### DESCRIPTION OF THE TASK
Tally every line in the entries below that holds "PgPool", then give only the total.

BEGIN

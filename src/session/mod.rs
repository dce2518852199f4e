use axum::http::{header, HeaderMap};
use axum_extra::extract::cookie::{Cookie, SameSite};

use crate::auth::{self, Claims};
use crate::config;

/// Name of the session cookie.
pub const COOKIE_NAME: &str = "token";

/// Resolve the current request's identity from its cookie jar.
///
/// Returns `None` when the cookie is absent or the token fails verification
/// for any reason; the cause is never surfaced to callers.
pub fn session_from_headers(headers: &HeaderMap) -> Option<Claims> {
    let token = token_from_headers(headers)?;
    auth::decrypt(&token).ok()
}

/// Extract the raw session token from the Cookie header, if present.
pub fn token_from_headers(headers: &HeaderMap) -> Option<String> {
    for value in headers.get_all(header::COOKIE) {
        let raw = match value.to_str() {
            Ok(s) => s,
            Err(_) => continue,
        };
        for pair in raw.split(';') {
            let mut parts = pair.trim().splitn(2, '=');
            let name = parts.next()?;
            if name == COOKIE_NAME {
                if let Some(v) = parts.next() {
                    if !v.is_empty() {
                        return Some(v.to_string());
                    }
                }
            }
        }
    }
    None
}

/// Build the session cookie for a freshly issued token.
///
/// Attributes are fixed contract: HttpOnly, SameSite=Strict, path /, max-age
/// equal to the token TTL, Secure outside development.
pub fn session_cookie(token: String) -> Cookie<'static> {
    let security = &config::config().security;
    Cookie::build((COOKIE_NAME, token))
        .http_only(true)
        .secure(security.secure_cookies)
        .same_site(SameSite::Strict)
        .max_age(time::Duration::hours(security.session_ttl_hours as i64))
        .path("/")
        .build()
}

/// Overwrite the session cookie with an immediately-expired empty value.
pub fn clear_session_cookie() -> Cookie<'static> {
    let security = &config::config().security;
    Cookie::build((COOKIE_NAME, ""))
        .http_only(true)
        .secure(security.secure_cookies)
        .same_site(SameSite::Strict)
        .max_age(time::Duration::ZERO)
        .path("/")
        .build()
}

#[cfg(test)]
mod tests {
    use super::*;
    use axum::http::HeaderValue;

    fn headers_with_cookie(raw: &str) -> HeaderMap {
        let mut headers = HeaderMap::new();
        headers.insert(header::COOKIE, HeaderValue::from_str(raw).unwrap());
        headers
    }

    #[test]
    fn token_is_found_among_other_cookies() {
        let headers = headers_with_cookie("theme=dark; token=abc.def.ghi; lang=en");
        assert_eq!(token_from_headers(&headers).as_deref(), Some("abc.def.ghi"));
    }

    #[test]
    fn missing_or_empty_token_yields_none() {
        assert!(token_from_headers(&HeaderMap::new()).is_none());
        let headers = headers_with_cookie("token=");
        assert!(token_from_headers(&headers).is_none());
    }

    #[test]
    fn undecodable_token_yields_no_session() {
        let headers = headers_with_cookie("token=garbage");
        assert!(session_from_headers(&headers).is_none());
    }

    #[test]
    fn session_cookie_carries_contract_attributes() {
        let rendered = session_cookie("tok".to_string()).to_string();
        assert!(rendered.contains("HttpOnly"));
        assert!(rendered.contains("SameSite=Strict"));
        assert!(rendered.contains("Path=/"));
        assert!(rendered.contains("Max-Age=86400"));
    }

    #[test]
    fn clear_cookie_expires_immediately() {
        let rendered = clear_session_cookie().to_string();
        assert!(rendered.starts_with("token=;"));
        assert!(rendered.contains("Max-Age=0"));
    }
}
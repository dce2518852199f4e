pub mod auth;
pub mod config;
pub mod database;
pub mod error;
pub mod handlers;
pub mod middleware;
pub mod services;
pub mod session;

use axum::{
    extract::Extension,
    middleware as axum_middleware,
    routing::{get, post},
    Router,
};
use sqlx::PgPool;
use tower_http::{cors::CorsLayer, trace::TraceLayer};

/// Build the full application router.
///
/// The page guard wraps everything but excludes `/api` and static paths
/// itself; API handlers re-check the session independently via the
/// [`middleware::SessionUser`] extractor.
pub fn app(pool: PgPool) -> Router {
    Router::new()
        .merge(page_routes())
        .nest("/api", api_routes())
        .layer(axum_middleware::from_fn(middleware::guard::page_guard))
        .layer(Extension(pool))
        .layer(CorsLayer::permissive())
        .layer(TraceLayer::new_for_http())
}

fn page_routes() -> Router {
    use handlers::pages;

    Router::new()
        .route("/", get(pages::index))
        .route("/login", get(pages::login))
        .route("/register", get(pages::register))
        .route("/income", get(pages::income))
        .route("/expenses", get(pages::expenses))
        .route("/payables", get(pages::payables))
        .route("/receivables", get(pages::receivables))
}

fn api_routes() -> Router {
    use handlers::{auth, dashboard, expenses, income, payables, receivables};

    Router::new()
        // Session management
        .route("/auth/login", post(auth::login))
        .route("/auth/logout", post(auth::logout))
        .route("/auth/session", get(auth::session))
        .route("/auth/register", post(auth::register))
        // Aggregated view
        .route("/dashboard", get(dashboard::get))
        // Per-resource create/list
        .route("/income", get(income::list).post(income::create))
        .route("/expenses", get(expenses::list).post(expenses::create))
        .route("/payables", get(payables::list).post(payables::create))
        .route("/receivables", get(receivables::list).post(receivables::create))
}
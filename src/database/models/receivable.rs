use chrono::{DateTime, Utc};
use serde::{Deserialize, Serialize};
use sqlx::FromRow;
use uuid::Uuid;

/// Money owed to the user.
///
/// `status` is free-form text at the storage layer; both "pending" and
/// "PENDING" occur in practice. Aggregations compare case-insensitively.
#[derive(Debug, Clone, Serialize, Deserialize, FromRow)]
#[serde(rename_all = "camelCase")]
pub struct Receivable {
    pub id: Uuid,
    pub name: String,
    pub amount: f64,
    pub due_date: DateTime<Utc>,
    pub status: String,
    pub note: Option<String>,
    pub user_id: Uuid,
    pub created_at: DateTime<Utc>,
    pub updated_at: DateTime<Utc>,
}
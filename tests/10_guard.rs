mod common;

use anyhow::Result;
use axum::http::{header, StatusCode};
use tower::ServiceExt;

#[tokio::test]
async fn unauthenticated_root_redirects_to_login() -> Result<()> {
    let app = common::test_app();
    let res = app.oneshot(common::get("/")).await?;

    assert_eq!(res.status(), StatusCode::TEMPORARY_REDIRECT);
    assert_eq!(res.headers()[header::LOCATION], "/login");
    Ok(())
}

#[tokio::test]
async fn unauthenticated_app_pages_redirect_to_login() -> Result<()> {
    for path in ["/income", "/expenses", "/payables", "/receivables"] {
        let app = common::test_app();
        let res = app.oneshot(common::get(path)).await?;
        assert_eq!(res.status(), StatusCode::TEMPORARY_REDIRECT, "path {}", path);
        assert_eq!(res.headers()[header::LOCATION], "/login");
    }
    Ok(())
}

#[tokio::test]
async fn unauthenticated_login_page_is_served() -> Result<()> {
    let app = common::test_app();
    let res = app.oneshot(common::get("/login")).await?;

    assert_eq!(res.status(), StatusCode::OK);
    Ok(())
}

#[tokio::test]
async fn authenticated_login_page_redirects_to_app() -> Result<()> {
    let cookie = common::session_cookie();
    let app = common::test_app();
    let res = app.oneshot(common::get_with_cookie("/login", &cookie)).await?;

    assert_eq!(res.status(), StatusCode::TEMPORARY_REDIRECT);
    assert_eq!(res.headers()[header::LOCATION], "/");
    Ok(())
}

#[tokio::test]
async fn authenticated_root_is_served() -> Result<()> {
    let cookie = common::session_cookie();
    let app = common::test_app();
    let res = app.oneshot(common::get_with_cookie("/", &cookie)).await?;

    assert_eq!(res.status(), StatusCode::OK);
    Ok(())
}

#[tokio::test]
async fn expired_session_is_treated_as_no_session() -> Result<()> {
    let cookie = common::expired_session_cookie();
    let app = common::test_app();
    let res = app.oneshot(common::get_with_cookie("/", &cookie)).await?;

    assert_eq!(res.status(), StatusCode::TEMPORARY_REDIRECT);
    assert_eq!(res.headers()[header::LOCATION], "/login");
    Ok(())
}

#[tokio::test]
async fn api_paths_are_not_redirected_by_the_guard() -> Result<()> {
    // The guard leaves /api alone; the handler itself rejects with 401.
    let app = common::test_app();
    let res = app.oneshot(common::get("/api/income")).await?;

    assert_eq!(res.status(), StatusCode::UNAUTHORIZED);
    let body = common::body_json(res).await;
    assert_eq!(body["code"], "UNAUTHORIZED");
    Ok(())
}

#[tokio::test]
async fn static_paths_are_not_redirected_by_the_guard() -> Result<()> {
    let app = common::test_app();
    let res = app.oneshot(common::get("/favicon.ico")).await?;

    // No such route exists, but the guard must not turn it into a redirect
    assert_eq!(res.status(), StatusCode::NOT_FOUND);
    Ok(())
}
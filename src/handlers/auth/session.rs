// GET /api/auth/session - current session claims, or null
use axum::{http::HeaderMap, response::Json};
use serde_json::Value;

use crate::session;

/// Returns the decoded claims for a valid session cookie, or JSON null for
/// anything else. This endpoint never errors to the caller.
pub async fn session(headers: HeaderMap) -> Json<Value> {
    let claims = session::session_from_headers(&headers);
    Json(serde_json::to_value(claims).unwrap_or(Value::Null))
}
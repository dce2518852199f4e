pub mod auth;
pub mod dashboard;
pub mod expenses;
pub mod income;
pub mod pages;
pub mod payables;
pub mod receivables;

END

### RESPONSE BELOW
2